Failure in the cloud usually means that an instance disappears. As I've described in the past, this can be due to anything from a physical failure to a problem with the cloud infrastructure itself. Dealing with failure means you have to be able to bring back the entire environment on a different infrastructure, and do it easily. You'll see this written all over the place but how can you do it?
First, let's look at what kinds of failure can occur. After a recent cloud outage, cloud architects filled twitter with the the wise observation that failure can occur at the instance, data-center, region, or cloud level. You need to plan for failure at all these levels.
The instance that's running at the moment might fail, and you should be OK with this, but planning for this kind of failure should be a matter of launching the same kind of instance and installing the required OS, apps, and code to get your site running again.
A failure at this level is annoying but isn't a huge problem. All the network connections, data, and API capabilities still exist where they were before the instance failed, so getting the same environment up and running again doesn't require any change in your plan.
The data center level is also dealt with for you by the cloud provider. They should be running multiple data-centers, and failure of anything in a single location shouldn't matter; as for the instance failure, a failure at the data-center level shouldn't often concern you. The environment to re-launch a similar instance is the same.
That said, some cloud providers are smaller, and if a data center fails for them, it's going to have an impact on how you can recover... which leads us to the nastier levels of failure.
A failure at the geographical region is significantly nastier. This has happened twice for Amazon, and I have experienced problems with other providers.
The first failure AWS experienced was caused by a networking issue
(see http://aws.amazon.com/message/65648/)
exacerbated by what was termed a re-mirroring storm, but the effect was simple: an entire geographical region was unavailable to AWS customers wanting to launch new instances.
The second occurred in the EU region and was caused by a power failure, but the effect was the same: an entire geographical region was unavailable for some important operations for a time.
Expert cloud architects must plan for this level of failure, but how do they do it?

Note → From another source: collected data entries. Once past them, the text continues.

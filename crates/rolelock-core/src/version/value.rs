//! Unified version value for package versions and git tags.

use std::cmp::Ordering;
use std::fmt;

/// Tokens that name branches rather than releases. They are never coerced to
/// a semantic version.
const BRANCH_TOKENS: &[&str] = &["main", "master", "HEAD", "develop", "devel", "trunk"];

/// A version as seen by the resolver.
///
/// Package and collection registries publish semantic versions; git remotes
/// publish arbitrary tags. Tags are coerced once, at the registry boundary, via
/// [`Version::from_tag`]. Values only order against the same variant.
#[derive(Debug, Clone, PartialEq, Eq, Hash)]
pub enum Version {
    /// Numeric `major.minor.patch`; pre-release and build data are always empty.
    Semantic(semver::Version),
    /// Anything without a numeric leading segment (branch names, commit ids).
    Opaque(String),
}

impl Version {
    /// Build a semantic version from its three components.
    pub fn new(major: u64, minor: u64, patch: u64) -> Self {
        Version::Semantic(semver::Version::new(major, minor, patch))
    }

    /// Parse a registry-published version string.
    ///
    /// Up to three dot-separated segments are read numerically. Each segment
    /// is truncated at its first non-digit (`3-beta` reads as `3`) and missing
    /// trailing segments are zero. A string whose first segment has no leading
    /// digit is opaque.
    pub fn parse(input: &str) -> Self {
        let raw = input.trim();
        match parse_numeric(raw) {
            Some((major, minor, patch)) => Version::new(major, minor, patch),
            None => Version::Opaque(raw.to_string()),
        }
    }

    /// Coerce a git tag into a version.
    ///
    /// A single leading `v`/`V` marker is stripped before numeric parsing, so
    /// `v1.2` and `1.2` are the same version. Branch-like tokens stay opaque.
    pub fn from_tag(tag: &str) -> Self {
        let raw = tag.trim();
        if is_branch_like(raw) {
            return Version::Opaque(raw.to_string());
        }
        let stripped = raw
            .strip_prefix('v')
            .or_else(|| raw.strip_prefix('V'))
            .filter(|rest| rest.starts_with(|c: char| c.is_ascii_digit()))
            .unwrap_or(raw);
        Self::parse(stripped)
    }

    pub fn is_semantic(&self) -> bool {
        matches!(self, Version::Semantic(_))
    }

    /// The semantic value, if any.
    pub fn as_semantic(&self) -> Option<&semver::Version> {
        match self {
            Version::Semantic(v) => Some(v),
            Version::Opaque(_) => None,
        }
    }

    /// `major.minor` key of a semantic version.
    pub fn minor_key(&self) -> Option<String> {
        self.as_semantic()
            .map(|v| format!("{}.{}", v.major, v.minor))
    }
}

impl PartialOrd for Version {
    fn partial_cmp(&self, other: &Self) -> Option<Ordering> {
        match (self, other) {
            (Version::Semantic(a), Version::Semantic(b)) => Some(a.cmp(b)),
            (Version::Opaque(a), Version::Opaque(b)) => Some(a.cmp(b)),
            _ => None,
        }
    }
}

impl fmt::Display for Version {
    fn fmt(&self, f: &mut fmt::Formatter<'_>) -> fmt::Result {
        match self {
            Version::Semantic(v) => write!(f, "{}.{}.{}", v.major, v.minor, v.patch),
            Version::Opaque(raw) => f.write_str(raw),
        }
    }
}

/// True for branch names that must never be treated as releases.
pub fn is_branch_like(token: &str) -> bool {
    BRANCH_TOKENS.contains(&token)
}

/// Compare two registry version strings.
///
/// Returns `None` when one side is semantic and the other opaque.
pub fn compare_versions(a: &str, b: &str) -> Option<Ordering> {
    Version::parse(a).partial_cmp(&Version::parse(b))
}

fn parse_numeric(raw: &str) -> Option<(u64, u64, u64)> {
    let mut segments = raw.split('.');
    let major = leading_number(segments.next()?)?;
    let minor = segments.next().and_then(leading_number).unwrap_or(0);
    let patch = segments.next().and_then(leading_number).unwrap_or(0);
    Some((major, minor, patch))
}

fn leading_number(segment: &str) -> Option<u64> {
    let end = segment
        .find(|c: char| !c.is_ascii_digit())
        .unwrap_or(segment.len());
    if end == 0 {
        return None;
    }
    segment[..end].parse().ok()
}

How do you build on top of things that might fail to the point that the system never fails?
Let's pretend an entire region goes down. This is a failure that many people don't plan for, nor is it one that many are able to plan for when they start out.

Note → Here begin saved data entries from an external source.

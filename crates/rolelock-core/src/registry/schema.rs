//! Registry configuration schema
//!
//! Endpoints, timeouts and git retry policy. A user-level config provides the
//! base layer and the project manifest overrides it field by field.

use std::time::Duration;

use serde::{Deserialize, Serialize};
use url::Url;

pub const DEFAULT_PYPI_URL: &str = "https://pypi.org";
pub const DEFAULT_GALAXY_URL: &str = "https://galaxy.ansible.com";

/// Partial registry settings as written in a config file.
#[derive(Debug, Clone, Default, PartialEq, Eq, Serialize, Deserialize)]
pub struct RegistryOverrides {
    #[serde(default)]
    pub pypi_url: Option<String>,
    #[serde(default)]
    pub galaxy_url: Option<String>,
    #[serde(default)]
    pub http_timeout_secs: Option<u64>,
    #[serde(default)]
    pub git_timeout_secs: Option<u64>,
    #[serde(default)]
    pub git_retries: Option<u32>,
    #[serde(default)]
    pub git_retry_delay_ms: Option<u64>,
}

impl RegistryOverrides {
    /// Merge another layer on top of this one; set fields in `other` win.
    pub fn merge(&mut self, other: RegistryOverrides) {
        if other.pypi_url.is_some() {
            self.pypi_url = other.pypi_url;
        }
        if other.galaxy_url.is_some() {
            self.galaxy_url = other.galaxy_url;
        }
        if other.http_timeout_secs.is_some() {
            self.http_timeout_secs = other.http_timeout_secs;
        }
        if other.git_timeout_secs.is_some() {
            self.git_timeout_secs = other.git_timeout_secs;
        }
        if other.git_retries.is_some() {
            self.git_retries = other.git_retries;
        }
        if other.git_retry_delay_ms.is_some() {
            self.git_retry_delay_ms = other.git_retry_delay_ms;
        }
    }
}

/// Effective registry settings.
#[derive(Debug, Clone, PartialEq, Eq)]
pub struct RegistryConfig {
    /// Python package index base URL
    pub pypi_url: Url,
    /// Collection and role index base URL
    pub galaxy_url: Url,
    /// Bound for each registry HTTP request
    pub http_timeout: Duration,
    /// Bound for each git tag listing attempt
    pub git_timeout: Duration,
    /// Attempts for git tag listing, including the first
    pub git_retries: u32,
    /// Fixed delay between git attempts
    pub git_retry_delay: Duration,
}

impl RegistryConfig {
    /// Build effective settings from merged overrides.
    pub fn from_overrides(overrides: &RegistryOverrides) -> anyhow::Result<Self> {
        let defaults = Self::default();
        let config = Self {
            pypi_url: parse_base_url(overrides.pypi_url.as_deref(), defaults.pypi_url)?,
            galaxy_url: parse_base_url(overrides.galaxy_url.as_deref(), defaults.galaxy_url)?,
            http_timeout: overrides
                .http_timeout_secs
                .map(Duration::from_secs)
                .unwrap_or(defaults.http_timeout),
            git_timeout: overrides
                .git_timeout_secs
                .map(Duration::from_secs)
                .unwrap_or(defaults.git_timeout),
            git_retries: overrides.git_retries.unwrap_or(defaults.git_retries),
            git_retry_delay: overrides
                .git_retry_delay_ms
                .map(Duration::from_millis)
                .unwrap_or(defaults.git_retry_delay),
        };
        config.validate()?;
        Ok(config)
    }

    /// Validate configuration values
    pub fn validate(&self) -> anyhow::Result<()> {
        for url in [&self.pypi_url, &self.galaxy_url] {
            if !matches!(url.scheme(), "http" | "https") {
                anyhow::bail!("Registry URL must be http(s): {}", url);
            }
        }
        if self.http_timeout.is_zero() || self.git_timeout.is_zero() {
            anyhow::bail!("Registry timeouts must be greater than zero");
        }
        if self.git_retries == 0 {
            anyhow::bail!("git_retries must be at least 1");
        }
        Ok(())
    }
}

impl Default for RegistryConfig {
    fn default() -> Self {
        RegistryConfig {
            pypi_url: Url::parse(DEFAULT_PYPI_URL).expect("default PyPI URL is valid"),
            galaxy_url: Url::parse(DEFAULT_GALAXY_URL).expect("default Galaxy URL is valid"),
            http_timeout: Duration::from_secs(30),
            git_timeout: Duration::from_secs(10),
            git_retries: 3,
            git_retry_delay: Duration::from_millis(2000),
        }
    }
}

/// Parse a base URL, ensuring a trailing slash so `Url::join` keeps the path.
fn parse_base_url(raw: Option<&str>, default: Url) -> anyhow::Result<Url> {
    let Some(raw) = raw else {
        return Ok(default);
    };
    let normalized = if raw.ends_with('/') {
        raw.to_string()
    } else {
        format!("{}/", raw)
    };
    Url::parse(&normalized).map_err(|e| anyhow::anyhow!("Invalid registry URL '{}': {}", raw, e))
}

Amazon offers Elastic Block Store (EBS) storage volumes that are are separate from the instance and, according to Amazon “persist independently from the life of the instance.” You can use EBS to back up a snapshot of the instance.
Suppose you have an instance running on AWS in the EU. It is EBS-backed, so you can make a snapshot of it to move it.
First, set the availability zone in which the new volume must be created:
ec2-create-volume --snapshot snap-abc123ab --availability-zone us-east-1
But this solution wouldn't have helped earlier this year, when a failure occurred in the US East region. To prevent a regional failure, also always back your data up to a region where it doesn't run normally. Backing up into the same region where your instance are currently running is like keeping your backups on the same disk.
When your region fails, and your sites are instantly down, what can you do?
You need to launch a new instance with all your data on it in a different region. On AWS you simply switch to another region and start a similarly size instance, as long as you have made sure that everything you need to run your app exists somewhere else.
The checklist is:
- Make sure the code and data exist outside of the region you're running in. Also, be sure the Amazon Machine Image (AMI) you're using is available in other regions.
- Setting a low TTL on your DNS can help you make changes in the event of all out failure, but you might also want to get a third-party load balancer to insulate you from the failure of an entire cloud.
- Work through a complete list of failure paths, providing solutions for every failure scenario. What happens when an instance fails? Where do you recover it? What happens when the region fails? How do you get the recent data out of it? What happens when the cloud provider fails -- even if it's just their API? How do you get the data out to start somewhere else?
I've gone from calm, through cautious, to all out paranoid, and I've used the word "failure" too many times, but if you want your site up all the time, design it paranoid.